● **What is required**
Copy out the entire listing precisely.

● **Source material**
***

pub mod auth;
pub mod current_user;
pub mod health;
pub mod user;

***

● **Written reply**
pub mod auth;
pub mod current_user;
pub mod health;
pub mod user;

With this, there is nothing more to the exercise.